I suppose laziness, like beauty, is in the eye of the beholder. Or a matter of opinion and perspective.
My wife was gone on a business trip this last week and left me home alone to fend for myself the last five days. Now generally speaking I am not a lazy person. I actually get more done in the early hours of the day, than the average Joe does before finishing his first cup of coffee. I also try an plan out my free time (i.e. not slaving away at my actual job) to fit in the myriad of chores most men slough off. I do my own laundry, I vacuum, I mop, I do dishes, I walk the dog, I pull weeds, I pick up dog crap, etc., etc. I also manage to fit in numerous other tasks on the weekends and still manage to get in some drinks and entertainment.
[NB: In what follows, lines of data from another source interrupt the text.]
//! Deterministic synthetic market-data provider for tests and dry runs.
//!
//! Prices follow a seeded random walk keyed by the symbol, so the same
//! request always yields the same series. History depth, data gaps, activity
//! and liquidity are configurable per scenario.

use super::{MarketDataProvider, MarketInfo};
use crate::domain::candle::{Candle, Symbol};
use crate::domain::timeframe::Timeframe;
use anyhow::{Result, anyhow};
use async_trait::async_trait;
use chrono::{DateTime, Duration, Utc};
use rand::rngs::StdRng;
use rand::{Rng, SeedableRng};
use std::collections::HashSet;

pub struct MockProvider {
    history_start: DateTime<Utc>,
    gaps: Vec<(DateTime<Utc>, DateTime<Utc>)>,
    unknown_symbols: HashSet<String>,
    inactive_symbols: HashSet<String>,
    volume_24h: f64,
    volume_per_candle: f64,
}

impl Default for MockProvider {
    fn default() -> Self {
        Self {
            history_start: Utc::now() - Duration::days(400),
            gaps: Vec::new(),
            unknown_symbols: HashSet::new(),
            inactive_symbols: HashSet::new(),
            volume_24h: 5_000_000.0,
            volume_per_candle: 250.0,
        }
    }
}

impl MockProvider {
    pub fn with_history_days(mut self, days: i64) -> Self {
        self.history_start = Utc::now() - Duration::days(days);
        self
    }

    /// Removes all candles inside `[from, to)`, simulating an outage.
    pub fn with_gap(mut self, from: DateTime<Utc>, to: DateTime<Utc>) -> Self {
        self.gaps.push((from, to));
        self
    }

    pub fn with_unknown_symbol(mut self, symbol: &str) -> Self {
        self.unknown_symbols.insert(symbol.to_uppercase());
        self
    }

    pub fn with_inactive_symbol(mut self, symbol: &str) -> Self {
        self.inactive_symbols.insert(symbol.to_uppercase());
        self
    }

    pub fn with_volume_24h(mut self, volume: f64) -> Self {
        self.volume_24h = volume;
        self
    }

    fn seed_for(symbol: &Symbol) -> u64 {
        // Stable across runs: simple FNV-1a over the ticker bytes.
        let mut hash: u64 = 0xcbf29ce484222325;
        for byte in symbol.as_str().bytes() {
            hash ^= byte as u64;
            hash = hash.wrapping_mul(0x100000001b3);
        }
        hash
    }

    fn base_price(symbol: &Symbol) -> f64 {
        50.0 + (Self::seed_for(symbol) % 1000) as f64
    }

    fn in_gap(&self, at: DateTime<Utc>) -> bool {
        self.gaps.iter().any(|(from, to)| at >= *from && at < *to)
    }
}

#[async_trait]
impl MarketDataProvider for MockProvider {
    fn name(&self) -> &'static str {
        "mock"
    }

    async fn get_market_info(&self, symbol: &Symbol) -> Result<MarketInfo> {
        if self.unknown_symbols.contains(symbol.as_str()) {
            return Err(anyhow!("Symbol {} not listed on mock exchange", symbol));
        }
        Ok(MarketInfo {
            native_symbol: symbol.as_str().to_string(),
            is_active: !self.inactive_symbols.contains(symbol.as_str()),
            volume_24h: self.volume_24h,
            min_order_size: 0.001,
            max_leverage: Some(20.0),
        })
    }

    async fn get_ohlcv(
        &self,
        symbol: &Symbol,
        timeframe: Timeframe,
        start: DateTime<Utc>,
        end: DateTime<Utc>,
    ) -> Result<Vec<Candle>> {
        if self.unknown_symbols.contains(symbol.as_str()) {
            return Err(anyhow!("Symbol {} not listed on mock exchange", symbol));
        }

        // Walk the full history so any sub-window sees the same prices.
        let mut rng = StdRng::seed_from_u64(Self::seed_for(symbol) ^ timeframe.minutes() as u64);
        let step = Duration::seconds(timeframe.seconds());
        let mut price = Self::base_price(symbol);
        let mut at = self.history_start;
        // Align to the timeframe grid.
        at = DateTime::from_timestamp_millis(timeframe.period_start_ms(at.timestamp_millis()))
            .unwrap_or(at);

        let mut candles = Vec::new();
        while at < end {
            let drift: f64 = rng.random_range(-0.01..0.0105);
            let open = price;
            let close = open * (1.0 + drift);
            let high = open.max(close) * (1.0 + rng.random_range(0.0..0.004));
            let low = open.min(close) * (1.0 - rng.random_range(0.0..0.004));
            let volume = self.volume_per_candle * rng.random_range(0.5..1.5);
            price = close;

            if at >= start && !self.in_gap(at) {
                candles.push(Candle {
                    timestamp: at,
                    open,
                    high,
                    low,
                    close,
                    volume,
                });
            }
            at = at + step;
        }
        Ok(candles)
    }

    async fn get_current_price(&self, symbol: &Symbol) -> Result<f64> {
        let now = Utc::now();
        let candles = self
            .get_ohlcv(symbol, Timeframe::OneHour, now - Duration::hours(3), now)
            .await?;
        candles
            .last()
            .map(|c| c.close)
            .ok_or_else(|| anyhow!("No recent candles for {}", symbol))
    }
}

#[cfg(test)]
mod tests {
    use super::*;

    #[tokio::test]
    async fn test_series_is_deterministic_and_ascending() {
        let provider = MockProvider::default();
        let symbol = Symbol::parse("BTC").unwrap();
        let end = Utc::now();
        let start = end - Duration::days(5);

        let a = provider
            .get_ohlcv(&symbol, Timeframe::OneHour, start, end)
            .await
            .unwrap();
        let b = provider
            .get_ohlcv(&symbol, Timeframe::OneHour, start, end)
            .await
            .unwrap();
        assert_eq!(a, b);
        assert!(a.len() > 100);
        assert!(a.windows(2).all(|w| w[0].timestamp < w[1].timestamp));
        assert!(a.iter().all(|c| c.is_well_formed()));
    }

    #[tokio::test]
    async fn test_gap_produces_missing_rows_not_zero_rows() {
        let end = Utc::now();
        let gap_start = end - Duration::days(2);
        let gap_end = gap_start + Duration::hours(12);
        let provider = MockProvider::default().with_gap(gap_start, gap_end);
        let symbol = Symbol::parse("ETH").unwrap();

        let candles = provider
            .get_ohlcv(&symbol, Timeframe::OneHour, end - Duration::days(4), end)
            .await
            .unwrap();
        assert!(
            candles
                .iter()
                .all(|c| c.timestamp < gap_start || c.timestamp >= gap_end)
        );
        // The walk continues through the gap: prices on both sides differ.
        assert!(!candles.is_empty());
    }

    #[tokio::test]
    async fn test_short_history_symbol() {
        let provider = MockProvider::default().with_history_days(30);
        let symbol = Symbol::parse("ZORA").unwrap();
        let end = Utc::now();
        let candles = provider
            .get_ohlcv(&symbol, Timeframe::OneHour, end - Duration::days(90), end)
            .await
            .unwrap();
        let oldest = candles.first().unwrap().timestamp;
        assert!(oldest > end - Duration::days(31));
    }

    #[tokio::test]
    async fn test_unknown_symbol_errors() {
        let provider = MockProvider::default().with_unknown_symbol("NOPE");
        let symbol = Symbol::parse("NOPE").unwrap();
        assert!(provider.get_market_info(&symbol).await.is_err());
    }
}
This can also leave me exhausted, or too brain numb for the trivial things, such as overlooking the fact if there is enough soap or ‘body wash’ in shower when it’s time to get clean. Not just once, but two days in a row now, thank you kindly.
See I was in the shower the other day and reached for the soap bottle when I discovered it was empty. So naturally I reached for the other one (it’s always good to have a back up), only to realize that my backup was also bone dry inside. How I did not notice the evening before they were both empty and why they were still in the shower is something only my subconscious could answer if it wasn’t marinating in a jacuzzi of hops and barley.
Now the first thing that came to mind was contemplating if there was a full bottle available in the closet which I am sure there was, but this is where the laziness kicks in: the thought of getting out of a hot shower, dripping and walking to the closest to retrieve bottle of new soap seemed like a very daunting and bothersome task, even if it only did take 20 seconds. The whole thought process bouncing around in my noggin, weighing both the pros and cons of such a bold and innovative solution took longer than if I just would have performed the task initially. And again, the fact I am detailing this all out in this very post is beyond any sane comprehension.
Then another bottle grabbed my attention. It was blue, very blue in fact, and it isn’t that much a of a stretch of the imagination to
realize it also had a faint hint of blueberry fragrance. What was it? It was my dog’s specially formulated body scrup/shampoo. I picked up and scanned the bottle. I read the ingrediants…seemed all above board and normal. I took a small whiff…yup…blueberries for sure. I looked at the price: $14.99. Surly, if his shampoo costs more than mine it can’t be all that bad.
So with all the facts and circumstances laid out before me, I am readily admitting that due to my laziness of not wanting to temporarily get out of the shower, I lathered by whole body up from head to toe in my dogs shampoo.
Would it suprise you to learn that the following day, knowing full well ahead of time I was out of body wash stepping back into teh shower, that of course I forgot again? Well, don’t be. I did indeed forget the second day, and once again lathered up in my doggy sudz, both of us smelling like blueberries.